So ist das Zeitalter, das István Kemény uns hier übergibt, vollkommen durchsichtig, bis auf den mysteriösen Maschinenraum. In dem eine riesige Maschine ruht, die unermüdlich angetrieben wird vom Nichts, als zärtlicher Ausformung der Verzweiflung. Einer Verzweiflung, die man nicht nacherzählen kann noch sollte, die aber eine gewisse Schönheit, eine Art Trost beherbergen kann, wenn eine Form für sie gefunden worden ist. Eine Form, die ebenso einleuchtend wie unverständlich ist. Eine Form, in der sowohl Dinge als auch der Mensch Juwelen sein können. Also letztlich Material, mit dem der Dichter sich herumschlagen muss, um eine angemessene Form zu finden.
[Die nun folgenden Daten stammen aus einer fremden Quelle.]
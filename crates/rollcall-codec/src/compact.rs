//! The compact binary codec: schema-less MessagePack over the same shapes
//! as the text codec.
//!
//! MessagePack is self-describing, so any conforming encoder's payload
//! decodes here — including ones produced by a different process.

use crate::{Document, Error, FlatItem, Result};

// `to_vec_named` keeps map keys in the payload, so a bundle stays readable
// by consumers that never saw our type definitions.
pub fn encode(document: &Document) -> Result<Vec<u8>> {
  rmp_serde::to_vec_named(document).map_err(|e| Error::Compact(e.to_string()))
}

pub fn decode(bytes: &[u8]) -> Result<Document> {
  rmp_serde::from_slice(bytes).map_err(|e| Error::Compact(e.to_string()))
}

/// Convenience for the common groups export.
pub fn encode_names(names: &[String]) -> Result<Vec<u8>> {
  let items: Vec<FlatItem> =
    names.iter().cloned().map(FlatItem::Name).collect();
  encode(&Document::Flat(items))
}
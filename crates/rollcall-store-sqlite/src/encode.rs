//! Encoding helpers between domain types and SQLite column values.
//!
//! `missed_hours` is the one dynamically-typed column: the `"-"` placeholder
//! is stored as text, a recorded hour count as an integer.

use std::fmt;

use rollcall_core::{JournalRecord, MissedHours, StudentRecord};
use rusqlite::{
  Row,
  types::{FromSql, FromSqlError, FromSqlResult, ToSql, ToSqlOutput, Value, ValueRef},
};

// ─── Missed hours ────────────────────────────────────────────────────────────

/// Newtype bridging [`MissedHours`] to rusqlite's `ToSql`/`FromSql`.
#[derive(Debug, Clone, Copy)]
pub struct SqlHours(pub MissedHours);

impl ToSql for SqlHours {
  fn to_sql(&self) -> rusqlite::Result<ToSqlOutput<'_>> {
    Ok(match self.0 {
      MissedHours::NotMarked => ToSqlOutput::Owned(Value::Text("-".to_owned())),
      MissedHours::Hours(n) => ToSqlOutput::Owned(Value::Integer(i64::from(n))),
    })
  }
}

impl FromSql for SqlHours {
  fn column_result(value: ValueRef<'_>) -> FromSqlResult<Self> {
    let hours = match value {
      ValueRef::Integer(n) => {
        let n = u8::try_from(n).map_err(|e| FromSqlError::Other(Box::new(e)))?;
        MissedHours::hours(n).map_err(|e| FromSqlError::Other(Box::new(e)))?
      }
      ValueRef::Text(t) => {
        let s = std::str::from_utf8(t).map_err(|_| FromSqlError::InvalidType)?;
        s.parse().map_err(|e: rollcall_core::Error| {
          FromSqlError::Other(Box::new(e))
        })?
      }
      _ => return Err(FromSqlError::InvalidType),
    };
    Ok(SqlHours(hours))
  }
}

// ─── Cells ───────────────────────────────────────────────────────────────────

/// One projected value: SQLite's dynamic typing narrowed to what the schema
/// actually stores.
#[derive(Debug, Clone, PartialEq, Eq)]
pub enum Cell {
  Text(String),
  Int(i64),
}

impl FromSql for Cell {
  fn column_result(value: ValueRef<'_>) -> FromSqlResult<Self> {
    match value {
      ValueRef::Integer(n) => Ok(Cell::Int(n)),
      ValueRef::Text(t) => {
        let s = std::str::from_utf8(t).map_err(|_| FromSqlError::InvalidType)?;
        Ok(Cell::Text(s.to_owned()))
      }
      ValueRef::Null => Ok(Cell::Text(String::new())),
      _ => Err(FromSqlError::InvalidType),
    }
  }
}

impl fmt::Display for Cell {
  fn fmt(&self, f: &mut fmt::Formatter<'_>) -> fmt::Result {
    match self {
      Cell::Text(s) => write!(f, "{s}"),
      Cell::Int(n) => write!(f, "{n}"),
    }
  }
}

// ─── Row mappers ─────────────────────────────────────────────────────────────

pub fn student_from_row(row: &Row<'_>) -> rusqlite::Result<StudentRecord> {
  Ok(StudentRecord {
    group:      row.get(0)?,
    surname:    row.get(1)?,
    name:       row.get(2)?,
    patronymic: row.get(3)?,
  })
}

pub fn journal_from_row(row: &Row<'_>) -> rusqlite::Result<JournalRecord> {
  let hours: SqlHours = row.get(6)?;
  Ok(JournalRecord {
    date:         row.get(0)?,
    group:        row.get(1)?,
    surname:      row.get(2)?,
    name:         row.get(3)?,
    patronymic:   row.get(4)?,
    lesson:       row.get(5)?,
    missed_hours: hours.0,
  })
}

// ─── LIKE escaping ───────────────────────────────────────────────────────────

/// Escape `%`, `_` and the escape character itself so a caller-supplied
/// prefix is matched literally under `LIKE ... ESCAPE '\'`.
pub fn escape_like(s: &str) -> String {
  let mut out = String::with_capacity(s.len());
  for ch in s.chars() {
    if matches!(ch, '%' | '_' | '\\') {
      out.push('\\');
    }
    out.push(ch);
  }
  out
}

#[cfg(test)]
mod tests {
  use super::*;

  #[test]
  fn escape_like_wildcards() {
    assert_eq!(escape_like("2024-01"), "2024-01");
    assert_eq!(escape_like("a%b_c\\d"), "a\\%b\\_c\\\\d");
  }
}
//! Error type for `rollcall-codec`.

use thiserror::Error;

#[derive(Debug, Error)]
pub enum Error {
  #[error("json error: {0}")]
  Json(#[from] serde_json::Error),

  #[error("xml error: {0}")]
  Xml(String),

  #[error("native binary error: {0}")]
  Native(String),

  #[error("compact binary error: {0}")]
  Compact(String),
}

pub type Result<T, E = Error> = std::result::Result<T, E>;
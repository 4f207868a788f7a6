//! Primitive field validators used by outer surfaces before calling the
//! store. Loose on purpose: the store's own natural-key checks are the
//! real gate.

/// A plausible academic year: four digits, 1900–2099.
pub fn is_valid_year(year: &str) -> bool {
  year.len() == 4
    && year.parse::<u16>().is_ok_and(|y| (1900..=2099).contains(&y))
}

/// A name field: letters (Latin or Cyrillic) and hyphens, non-empty.
pub fn is_valid_name(name: &str) -> bool {
  !name.is_empty() && name.chars().all(|c| c.is_alphabetic() || c == '-')
}
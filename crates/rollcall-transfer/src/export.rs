//! Exporter: pull projections from the store, encode them and write the
//! result to disk. Every operation returns a short human-readable summary
//! for the caller to display.

use std::{fs, path::Path};

use chrono::Utc;
use rollcall_codec::{compact, json, native, xml};
use rollcall_store_sqlite::SqliteStore;
use tracing::info;

use crate::Result;

pub struct Exporter<'a> {
  store: &'a SqliteStore,
}

impl<'a> Exporter<'a> {
  pub fn new(store: &'a SqliteStore) -> Self {
    Self { store }
  }

  pub fn export_groups_json(&self, path: &Path) -> Result<String> {
    let groups = self.store.group_names()?;
    let count = groups.len();
    fs::write(path, json::encode_names(&groups)?)?;
    info!(path = %path.display(), count, "exported groups as json");
    Ok(format!("Exported {count} group(s) to {}", path.display()))
  }

  pub fn export_groups_xml(&self, path: &Path) -> Result<String> {
    let groups = self.store.group_names()?;
    let count = groups.len();
    fs::write(path, xml::encode_groups(&groups, Utc::now()))?;
    info!(path = %path.display(), count, "exported groups as xml");
    Ok(format!("Exported {count} group(s) to {}", path.display()))
  }

  pub fn export_students_xml(&self, path: &Path) -> Result<String> {
    let students = self.store.students()?;
    let count = students.len();
    fs::write(path, xml::encode_students(&students, Utc::now()))?;
    info!(path = %path.display(), count, "exported students as xml");
    Ok(format!("Exported {count} student(s) to {}", path.display()))
  }

  pub fn export_journal_xml(&self, path: &Path) -> Result<String> {
    let journal = self.store.journal()?;
    let count = journal.len();
    fs::write(path, xml::encode_journal(&journal, Utc::now()))?;
    info!(path = %path.display(), count, "exported journal as xml");
    Ok(format!(
      "Exported {count} journal record(s) to {}",
      path.display()
    ))
  }

  /// Full-ledger binary backup, journal included.
  pub fn export_backup_native(&self, path: &Path) -> Result<String> {
    let backup = self.store.backup()?;
    let bytes = native::encode(&backup)?;
    let kib = bytes.len() as f64 / 1024.0;
    fs::write(path, bytes)?;
    info!(path = %path.display(), "exported native backup");
    Ok(format!("Backup written to {} ({kib:.1} KiB)", path.display()))
  }

  /// Compact binary export of the group list. The summary reports how much
  /// smaller the payload is than the equivalent structured text, measured
  /// against a sibling `.json` file when one exists and against a fresh
  /// encoding otherwise.
  pub fn export_groups_compact(&self, path: &Path) -> Result<String> {
    let groups = self.store.group_names()?;
    let count = groups.len();
    let bytes = compact::encode_names(&groups)?;

    let sibling = path.with_extension("json");
    let text_len = match fs::metadata(&sibling) {
      Ok(meta) => meta.len() as usize,
      Err(_) => json::encode_names(&groups)?.len(),
    };

    fs::write(path, &bytes)?;
    info!(path = %path.display(), count, "exported groups as compact binary");

    let saved = if text_len > 0 {
      100.0 - (bytes.len() as f64 / text_len as f64 * 100.0)
    } else {
      0.0
    };
    Ok(format!(
      "Exported {count} group(s) to {} ({} bytes, {saved:.0}% smaller than text)",
      path.display(),
      bytes.len()
    ))
  }
}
Was Kemény uns mit seinen Gedichten übergibt, ist eine sauber und durchsichtig funktionierende Wirklichkeit, in einem wunderbarerweise mysteriösen Maschinenraum. Angetrieben von der unermüdlichen Kraft seiner wirklichkeitsgesättigten, sich über die Wirklichkeit erhebenden, Poesie.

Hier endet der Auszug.